I've seen a lot of questions on here regarding files not being accessible due to permissions with LAMP but nothing about making files unviewable by the http client using permissions.

I have files and folders in my Apache2 root folder that I don't want people to be able to access via their browser or by other external means. I set the permissions to 770, but this doesn't seem to be enough. Do outside users access files as the apache user? I'm running LAMP under Ubuntu Server with little modifications to the defaults, thus my apache user is www-data, group is :www-data, and the apache root is /var/www.

I have a /var/www/_private folder that has 770 permissions and the same permissions on its enclosed files. However, if I access these files through a browser, they are still viewable. Are clients accessing my files as the www-data user? If so, how do I rectify this?

I've worked on hosted setups where setting the "other" permissions to 0 was sufficient for denying outside direct access to files. Do I need to install some extra module to gain this functionality?

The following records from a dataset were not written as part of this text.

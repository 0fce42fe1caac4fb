use theta_xr::{NextFrame, Session, SimulatedDevice, SimulatedRuntime, System};

const FRAME_LIMIT: usize = 90;

fn main() {
    env_logger::init();
    if let Err(err) = run() {
        eprintln!("[xr] error: {err}");
        std::process::exit(1);
    }
}

fn run() -> Result<(), Box<dyn std::error::Error>> {
    let runtime = SimulatedRuntime::default();
    let mut system = System::new(runtime.clone());
    while !system.try_initialize()? {
        std::thread::sleep(std::time::Duration::from_millis(100));
    }

    let mut session = Session::create(&system, &SimulatedDevice::default())?;
    let mut rendered = 0usize;
    loop {
        if rendered == FRAME_LIMIT {
            session.request_end_session()?;
        }
        let frame = match session.get_next_frame()? {
            NextFrame::Frame(frame) => frame,
            NextFrame::Idle => {
                std::thread::sleep(std::time::Duration::from_millis(10));
                continue;
            }
            NextFrame::End { restart } => {
                println!("[xr] render loop finished after {rendered} frames (restart: {restart})");
                break;
            }
        };
        if frame.should_render() {
            for (eye, view) in frame.views().iter().enumerate() {
                log::trace!(
                    "[xr] eye {eye} at {:?} into {}x{}",
                    view.pose.position,
                    view.color_size.width,
                    view.color_size.height
                );
            }
            rendered += 1;
        }
        frame.end()?;
    }
    Ok(())
}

Note: I still need my accessible-to-the-client PHP scripts to access these files via includes, fopen, etc...

Answer 1

Well, right, 770 means that the owner of the file and the group can read, write and execute it. I'm going to guess the Apache is the owner of that file, thus allowing it to access it and open it to the world.

Instead of modifying the permissions on the server, and possibly causing harm to the accessibility of the file, why don't you use an .htaccess file. It will instruct Apache to take actions in certain instances, like denying access to a file. Simply create the .htaccess file in the root of the website with

<Files {your file name here}>
deny from all
</Files>

and you'll deny everyone from accessing it with Apache.

And if you want to deny an entire directory:

<Directory /var/www/_private>
   Order Deny,allow
   Deny from all
</Directory>